Due sagome indistinte, eteree, impalpabili, avvolte da una forte luce, probabilmente un uomo e una donna (solo questo sono in grado di percepire dalle loro figure che mi danno le spalle), ai piedi di una grande scalinata di cui non si riesce a scorgere la fine.

«Aspettate!» grido loro.

Non si muovono né si girano verso di me, ma all’improvviso me li ritrovo di fianco, vicinissimi. Malgrado la vicinanza e la mia curiosità, non posso distinguere i loro volti, né riconoscere le loro voci. Mi parlano insieme, misurati, come un unico suono che racchiuda diversi strumenti:

«Eravamo anime inquiete, ora non più. Grazie».

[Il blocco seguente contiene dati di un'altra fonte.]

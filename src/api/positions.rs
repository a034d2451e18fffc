use axum::extract::{Query, State};
use axum::http::StatusCode;
use axum::Json;
use serde::{Deserialize, Serialize};

use super::{parse_owner, parse_symbol, AppState, DecimalInput};
use crate::domain::{EquityPosition, LotEvent};
use crate::error::AppError;

#[derive(Debug, Deserialize)]
pub struct PositionQuery {
    pub owner: String,
    pub symbol: String,
}

#[derive(Debug, Deserialize)]
pub struct LotRequest {
    pub owner: String,
    pub symbol: String,
    pub quantity: i64,
    pub price: DecimalInput,
}

#[derive(Debug, Serialize)]
#[serde(rename_all = "camelCase")]
pub struct PositionDto {
    pub id: i64,
    pub owner: String,
    pub symbol: String,
    pub quantity: i64,
    pub average_cost: String,
}

impl From<EquityPosition> for PositionDto {
    fn from(p: EquityPosition) -> Self {
        Self {
            id: p.id.0,
            owner: p.owner_id.0,
            symbol: p.symbol.0,
            quantity: p.quantity,
            average_cost: p.average_cost.to_canonical_string(),
        }
    }
}

#[derive(Debug, Serialize)]
#[serde(rename_all = "camelCase")]
pub struct LotEventDto {
    pub id: i64,
    pub time_ms: i64,
    pub quantity_delta: i64,
    pub price: String,
    pub kind: String,
    pub trade_id: Option<i64>,
}

impl From<LotEvent> for LotEventDto {
    fn from(e: LotEvent) -> Self {
        Self {
            id: e.id,
            time_ms: e.time_ms.as_ms(),
            quantity_delta: e.quantity_delta,
            price: e.price.to_canonical_string(),
            kind: e.kind.as_str().to_string(),
            trade_id: e.trade_id.map(|t| t.0),
        }
    }
}

#[derive(Debug, Serialize)]
#[serde(rename_all = "camelCase")]
pub struct PositionResponse {
    pub position: PositionDto,
    pub history: Vec<LotEventDto>,
}

#[derive(Debug, Serialize)]
#[serde(rename_all = "camelCase")]
pub struct LotResponse {
    pub position: PositionDto,
    pub event: LotEventDto,
}

pub async fn get_position(
    Query(params): Query<PositionQuery>,
    State(state): State<AppState>,
) -> Result<Json<PositionResponse>, AppError> {
    let owner = parse_owner(&params.owner)?;
    let symbol = parse_symbol(&params.symbol)?;

    let position = state
        .repo
        .get_position(&owner, &symbol)
        .await?
        .ok_or_else(|| AppError::NotFound(format!("position {} {}", owner, symbol)))?;
    let history = state.repo.list_lot_events(position.id).await?;

    Ok(Json(PositionResponse {
        position: position.into(),
        history: history.into_iter().map(LotEventDto::from).collect(),
    }))
}

pub async fn record_lot(
    State(state): State<AppState>,
    Json(req): Json<LotRequest>,
) -> Result<(StatusCode, Json<LotResponse>), AppError> {
    let owner = parse_owner(&req.owner)?;
    let symbol = parse_symbol(&req.symbol)?;
    let price = req.price.parse("price")?;

    let (position, event) = state
        .ledger
        .record_manual_lot(&owner, &symbol, req.quantity, price)
        .await?;

    Ok((
        StatusCode::CREATED,
        Json(LotResponse {
            position: position.into(),
            event: event.into(),
        }),
    ))
}
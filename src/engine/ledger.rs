//! Weighted-average cost basis arithmetic for equity lots.

use thiserror::Error;

use crate::domain::{Decimal, EquityPosition};

#[derive(Debug, Clone, PartialEq, Eq, Error)]
pub enum LedgerError {
    #[error("quantity delta must be non-zero")]
    ZeroDelta,
    #[error("lot price must not be negative")]
    NegativePrice,
    #[error("insufficient shares: {requested} requested, {held} held")]
    InsufficientShares { held: i64, requested: i64 },
    #[error("position quantity overflows")]
    Overflow,
}

/// Quantity and cost basis after a lot is applied.
#[derive(Debug, Clone, Copy, PartialEq, Eq)]
pub struct LotOutcome {
    pub quantity: i64,
    pub average_cost: Decimal,
}

/// Apply a signed share delta at `price` to the current holding.
///
/// Acquisitions blend into the weighted average. Dispositions leave the
/// average of the remaining shares untouched; going flat resets it to zero.
pub fn apply_lot(
    current: Option<&EquityPosition>,
    quantity_delta: i64,
    price: Decimal,
) -> Result<LotOutcome, LedgerError> {
    if quantity_delta == 0 {
        return Err(LedgerError::ZeroDelta);
    }
    if price.is_negative() {
        return Err(LedgerError::NegativePrice);
    }

    let (held, average_cost) = current
        .map(|p| (p.quantity, p.average_cost))
        .unwrap_or((0, Decimal::zero()));

    if quantity_delta < 0 {
        let requested = quantity_delta.checked_neg().ok_or(LedgerError::Overflow)?;
        if requested > held {
            return Err(LedgerError::InsufficientShares { held, requested });
        }
        let quantity = held - requested;
        let average_cost = if quantity == 0 {
            Decimal::zero()
        } else {
            average_cost
        };
        return Ok(LotOutcome {
            quantity,
            average_cost,
        });
    }

    let quantity = held
        .checked_add(quantity_delta)
        .ok_or(LedgerError::Overflow)?;
    let carried = average_cost.checked_mul(Decimal::from_units(held));
    let acquired = price.checked_mul(Decimal::from_units(quantity_delta));
    let average_cost = carried
        .zip(acquired)
        .and_then(|(carried, acquired)| carried.checked_add(acquired))
        // quantity >= quantity_delta > 0
        .and_then(|cost| cost.checked_div(Decimal::from_units(quantity)))
        .ok_or(LedgerError::Overflow)?;

    Ok(LotOutcome {
        quantity,
        average_cost,
    })
}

Non aggiungono altro, si allontanano di nuovo da me. Li vedo percorrere la scalinata, insieme, mano nella mano.

 

 

 

Mi svegliai, la stanza era illuminata dalle prime luci dell’alba, Sergio su un fianco che mi guardava.

«Già sveglia?» mi domandò.

«Ho fatto un sogno».

«Cosa hai sognato?».

«Anime inquiete… Come quelle di Cime tempestose, che vagavano per la brughiera in cerca di pace, aspettando di ritrovare il perduto amore».

«Le nostre anime sono ancora inquiete?!»

«Non più, ora hanno trovato la pace!».

 

 

 

 

Dedicato a mio nonno, il mio angelo custode, l’unica nota reale di questo racconto. Mi ha emozionato profondamente scrivere di lui e del nostro legame speciale.

 

 

 

Manuela Saliola intreccia la rappresentazione dei legami affettivi più forti e duraturi (genitori- figli e relazione amorosa), analizzati nella loro complessità, con l’elemento soprannaturale o spirituale, che consente di illuminare un abisso altrimenti destinato all’oblio. Le anime inquiete dei personaggi vagano alla ricerca le une delle altre, divise da una nebbia che il deus ex machina del racconto riesce a diradare, con un lieto fine non gratuito, che passa attraverso la sofferenza e la consapevolezza di sé.